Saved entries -
........

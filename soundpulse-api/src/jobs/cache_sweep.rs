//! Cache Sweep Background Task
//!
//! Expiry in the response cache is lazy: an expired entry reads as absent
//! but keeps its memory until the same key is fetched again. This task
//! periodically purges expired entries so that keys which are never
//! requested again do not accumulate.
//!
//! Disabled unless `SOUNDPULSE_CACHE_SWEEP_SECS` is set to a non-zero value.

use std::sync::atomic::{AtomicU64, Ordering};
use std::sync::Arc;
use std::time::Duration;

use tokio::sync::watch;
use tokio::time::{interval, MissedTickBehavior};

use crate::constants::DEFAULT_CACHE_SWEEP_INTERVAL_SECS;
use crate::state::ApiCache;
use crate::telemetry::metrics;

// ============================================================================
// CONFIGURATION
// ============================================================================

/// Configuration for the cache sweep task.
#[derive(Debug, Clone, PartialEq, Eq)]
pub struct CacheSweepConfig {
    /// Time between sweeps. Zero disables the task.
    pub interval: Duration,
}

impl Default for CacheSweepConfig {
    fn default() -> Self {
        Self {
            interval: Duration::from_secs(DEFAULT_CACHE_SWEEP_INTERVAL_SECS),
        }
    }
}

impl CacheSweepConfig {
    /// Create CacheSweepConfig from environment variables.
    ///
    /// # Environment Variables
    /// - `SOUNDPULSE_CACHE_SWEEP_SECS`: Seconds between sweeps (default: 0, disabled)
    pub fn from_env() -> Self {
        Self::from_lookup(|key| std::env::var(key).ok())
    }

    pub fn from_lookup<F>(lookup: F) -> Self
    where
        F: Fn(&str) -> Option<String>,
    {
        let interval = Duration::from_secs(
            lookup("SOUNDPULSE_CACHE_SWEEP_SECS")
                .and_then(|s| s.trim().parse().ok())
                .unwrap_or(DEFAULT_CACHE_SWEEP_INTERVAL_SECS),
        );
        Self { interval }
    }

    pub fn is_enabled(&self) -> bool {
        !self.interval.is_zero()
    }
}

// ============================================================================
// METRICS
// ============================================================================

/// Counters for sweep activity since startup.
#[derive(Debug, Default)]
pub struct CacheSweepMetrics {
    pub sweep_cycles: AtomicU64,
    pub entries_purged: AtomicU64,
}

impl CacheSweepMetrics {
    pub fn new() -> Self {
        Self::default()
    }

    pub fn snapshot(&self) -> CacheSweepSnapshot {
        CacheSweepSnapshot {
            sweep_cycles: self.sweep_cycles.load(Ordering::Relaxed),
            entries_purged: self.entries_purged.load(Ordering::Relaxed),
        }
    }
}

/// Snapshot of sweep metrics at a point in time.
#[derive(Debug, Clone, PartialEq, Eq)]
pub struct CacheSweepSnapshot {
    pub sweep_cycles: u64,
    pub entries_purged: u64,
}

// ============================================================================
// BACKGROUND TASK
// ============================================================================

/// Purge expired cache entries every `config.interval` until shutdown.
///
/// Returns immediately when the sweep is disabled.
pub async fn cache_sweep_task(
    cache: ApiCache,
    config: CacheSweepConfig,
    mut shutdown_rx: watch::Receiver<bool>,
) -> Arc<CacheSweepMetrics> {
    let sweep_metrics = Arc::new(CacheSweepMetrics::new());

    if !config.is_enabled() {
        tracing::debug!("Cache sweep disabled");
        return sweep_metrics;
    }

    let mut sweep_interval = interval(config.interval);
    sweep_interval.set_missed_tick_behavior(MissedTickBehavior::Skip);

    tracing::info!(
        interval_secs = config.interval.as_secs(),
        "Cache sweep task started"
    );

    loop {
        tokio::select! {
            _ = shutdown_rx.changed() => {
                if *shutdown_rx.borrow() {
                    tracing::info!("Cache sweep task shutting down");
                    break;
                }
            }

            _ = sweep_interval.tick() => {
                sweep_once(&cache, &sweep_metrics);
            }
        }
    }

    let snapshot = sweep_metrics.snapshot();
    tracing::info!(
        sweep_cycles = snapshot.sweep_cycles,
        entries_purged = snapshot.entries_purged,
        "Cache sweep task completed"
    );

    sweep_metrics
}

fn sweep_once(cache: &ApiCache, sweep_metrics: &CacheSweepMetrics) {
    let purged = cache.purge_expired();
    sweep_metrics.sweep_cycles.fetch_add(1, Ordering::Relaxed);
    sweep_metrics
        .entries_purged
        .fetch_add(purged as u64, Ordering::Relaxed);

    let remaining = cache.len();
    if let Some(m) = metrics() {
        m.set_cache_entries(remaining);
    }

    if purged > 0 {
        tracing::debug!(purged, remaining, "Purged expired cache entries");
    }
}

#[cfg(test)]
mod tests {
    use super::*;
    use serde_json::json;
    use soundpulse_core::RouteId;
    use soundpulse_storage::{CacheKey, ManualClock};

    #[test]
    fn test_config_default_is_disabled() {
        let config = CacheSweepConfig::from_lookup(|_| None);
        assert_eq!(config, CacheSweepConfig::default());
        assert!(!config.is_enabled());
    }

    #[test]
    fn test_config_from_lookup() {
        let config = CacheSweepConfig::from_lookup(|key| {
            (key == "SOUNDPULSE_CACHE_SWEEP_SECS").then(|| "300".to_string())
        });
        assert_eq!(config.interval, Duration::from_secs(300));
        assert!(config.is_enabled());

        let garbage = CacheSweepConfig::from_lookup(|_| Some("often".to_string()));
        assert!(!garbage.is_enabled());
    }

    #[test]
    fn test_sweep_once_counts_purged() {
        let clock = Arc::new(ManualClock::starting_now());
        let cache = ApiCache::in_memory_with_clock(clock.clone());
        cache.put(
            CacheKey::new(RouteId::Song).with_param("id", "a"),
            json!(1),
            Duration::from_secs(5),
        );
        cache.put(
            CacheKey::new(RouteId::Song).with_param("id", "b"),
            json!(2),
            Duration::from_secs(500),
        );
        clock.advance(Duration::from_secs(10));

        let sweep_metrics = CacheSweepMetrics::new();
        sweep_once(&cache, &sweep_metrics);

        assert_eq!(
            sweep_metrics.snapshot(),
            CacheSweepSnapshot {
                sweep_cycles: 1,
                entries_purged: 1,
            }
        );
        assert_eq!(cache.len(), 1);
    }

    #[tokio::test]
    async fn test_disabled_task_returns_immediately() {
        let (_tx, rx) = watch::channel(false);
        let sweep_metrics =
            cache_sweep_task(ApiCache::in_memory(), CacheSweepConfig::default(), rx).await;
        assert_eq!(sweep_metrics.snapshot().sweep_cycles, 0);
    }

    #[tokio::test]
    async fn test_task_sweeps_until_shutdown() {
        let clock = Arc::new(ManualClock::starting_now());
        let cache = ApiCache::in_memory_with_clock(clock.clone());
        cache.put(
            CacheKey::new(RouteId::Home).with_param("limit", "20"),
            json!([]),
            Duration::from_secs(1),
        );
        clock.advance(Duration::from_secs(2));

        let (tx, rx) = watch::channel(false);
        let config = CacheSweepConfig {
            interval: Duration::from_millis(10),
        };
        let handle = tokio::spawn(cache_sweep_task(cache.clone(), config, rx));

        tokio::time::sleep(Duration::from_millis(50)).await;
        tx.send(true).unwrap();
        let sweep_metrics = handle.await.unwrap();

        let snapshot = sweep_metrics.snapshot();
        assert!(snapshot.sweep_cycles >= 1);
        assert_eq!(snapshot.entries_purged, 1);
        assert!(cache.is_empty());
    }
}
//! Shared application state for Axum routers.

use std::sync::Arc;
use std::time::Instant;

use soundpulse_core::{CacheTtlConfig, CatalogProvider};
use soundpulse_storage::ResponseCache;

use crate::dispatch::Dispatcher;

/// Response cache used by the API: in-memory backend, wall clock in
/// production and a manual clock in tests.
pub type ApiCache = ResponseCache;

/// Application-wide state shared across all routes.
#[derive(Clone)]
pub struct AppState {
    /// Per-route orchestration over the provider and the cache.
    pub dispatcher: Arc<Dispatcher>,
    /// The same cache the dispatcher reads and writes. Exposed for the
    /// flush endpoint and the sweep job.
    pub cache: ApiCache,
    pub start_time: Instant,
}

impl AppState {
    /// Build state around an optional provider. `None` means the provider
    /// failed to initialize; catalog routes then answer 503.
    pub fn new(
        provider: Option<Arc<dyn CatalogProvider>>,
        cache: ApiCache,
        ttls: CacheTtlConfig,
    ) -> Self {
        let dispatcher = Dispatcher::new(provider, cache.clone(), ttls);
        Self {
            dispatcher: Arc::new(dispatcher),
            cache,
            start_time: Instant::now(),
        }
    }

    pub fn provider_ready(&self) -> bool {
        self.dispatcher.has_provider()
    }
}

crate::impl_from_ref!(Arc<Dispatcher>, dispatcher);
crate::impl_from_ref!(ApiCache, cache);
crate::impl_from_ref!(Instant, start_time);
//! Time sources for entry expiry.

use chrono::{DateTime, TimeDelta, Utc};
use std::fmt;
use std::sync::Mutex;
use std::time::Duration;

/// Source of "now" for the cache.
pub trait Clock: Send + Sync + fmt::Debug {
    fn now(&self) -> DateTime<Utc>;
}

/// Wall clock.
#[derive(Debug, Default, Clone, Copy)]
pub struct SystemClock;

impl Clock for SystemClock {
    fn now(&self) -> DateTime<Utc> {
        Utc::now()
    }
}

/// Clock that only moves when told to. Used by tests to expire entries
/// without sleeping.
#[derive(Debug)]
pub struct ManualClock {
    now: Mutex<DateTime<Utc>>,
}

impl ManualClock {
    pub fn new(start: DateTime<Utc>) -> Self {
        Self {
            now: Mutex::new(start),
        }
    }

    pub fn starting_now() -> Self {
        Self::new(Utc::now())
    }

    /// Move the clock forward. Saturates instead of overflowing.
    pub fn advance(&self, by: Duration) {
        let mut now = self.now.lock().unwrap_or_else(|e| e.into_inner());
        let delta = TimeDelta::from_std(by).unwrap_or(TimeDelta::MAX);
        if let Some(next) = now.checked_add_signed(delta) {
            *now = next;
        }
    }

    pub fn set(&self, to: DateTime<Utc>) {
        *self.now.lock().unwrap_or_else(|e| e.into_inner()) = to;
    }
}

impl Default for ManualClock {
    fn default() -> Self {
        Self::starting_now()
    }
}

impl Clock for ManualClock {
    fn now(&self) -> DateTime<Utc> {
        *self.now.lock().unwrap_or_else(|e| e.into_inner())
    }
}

........

INSTRUCTIONS FOR THE TASK -
Within the data above, how many lines include the string "async"? Answer with the number by itself.

YOUR RESPONSE -
3